Por aquellos ayeres, mi buen amigo acudía perseverantemente —y no escribo
“religiosamente” nada más para que no se me acuse de mala leche— a sesiones semanales
de terapia —psico terapia, se entiende— con una analista experta en la
interpretación de los sueños. Sus pacientes, imagino que desde las
profundidades del diván, reseñaban a la facultativa sus más recientes experiencias
oníricas, intentando no autocensurarse y más bien esforzándose en detallar. Por
supuesto, el relato daba pie a la glosa por parte de la susodicha terapeuta:
— Ella te explica qué significa todo. Quién es quién,
qué cosa representa cada agente, cada agencia…, cómo hay que leer la trama y,
sobre todo, cómo tus sueños pueden guiarte en el camino hacia adelante… Lo malo
es que no siempre me acuerdo de qué soñé…
— Sesión perdida.
— Pues no, eh. Cuando eso pasa, pues improviso, me
invento ahí mismo un sueño…, ¡e igual resulta muy atinada la interpretación de
la doctora!
¡Sueños inventados en vigilia! Para Borges ambos son
dignos de consideración, tanto los sueños que se tienen dormido como los que
uno idea despierto. Eso sí, la oniromántica acreditada que socorría a mi amigo
el conde Serredi jamás lo escuchó dormido, mientras soñaba, de tal suerte que
sus exégesis, si el sueño no era de los que él improvisaba despierto, siempre eran
a toro pasado hacía mucho tiempo. Pero… ¿podría ser de otra manera? Hace más de
dos mil quinientos años, Homero cantó en la Odisea
un caso…
Habían pasado veinte años de que Ulises, “el rico en
ardides”, partió de la isla de Itaca. Su mujer, Penélope, sin saber que con
quien hablaba —en apariencia un anciano visitante— era en realidad su esposo
vuelto a casa después de tremebundo periplo, le cuenta:
Escuchádme y juzga el sueño que voy
a contarte… Tengo aquí una veintena de ocas que comen
el trigo en la artesa del agua: me da gozo verlas. Soñaba con que un águila
grande y de pico ganchudo, viniendo desde el monte, rompíales el cuello y
matábalas; muertas todas ya y en montón, voló el águila al éter divino, mas yo
en sueños lloraba y gemía, y al par las aqueas bien trenzadas juntábanse en
torno al oír mis lamentos de dolor por la muerte que el águila diera a mis ocas.

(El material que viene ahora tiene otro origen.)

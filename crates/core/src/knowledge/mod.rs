//! Knowledge-base categories and docs, and their drag-and-drop ordering.

mod reorder;
mod sqlite;
mod store;
mod types;

pub use reorder::*;
pub use sqlite::*;
pub use store::*;
pub use types::*;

Pero aquélla, viniendo de nuevo, posóse en la viga del salón y me habló en
lengua humana, contúvome y dijo: ‘Ten valor, tú, nacida de Icario, famoso en el
mundo. Lo que ves no es un sueño, es verdad que tendrá de cumplirse: son las
ocas tus propios galanes; yo, el águila antes, y ahora tu esposo que vuelve y
que a todos aquellos pretendientes habré de imponer su afrentoso destino’. Tal
me dijo y entonces a mí me dejó el dulce sueño y, mirándolo todo, hallé dentro
de casa a las ocas que picaban el trigo en la misma gamella de siempre (XI, 535-553).
¡Un sueño interpretado durante el propio sueño! Claro, ya
despierta, Penélope duda: “son los sueños ambiguos y oscuros, y lo en ellos
mostrado no todo se cumple en la vida”.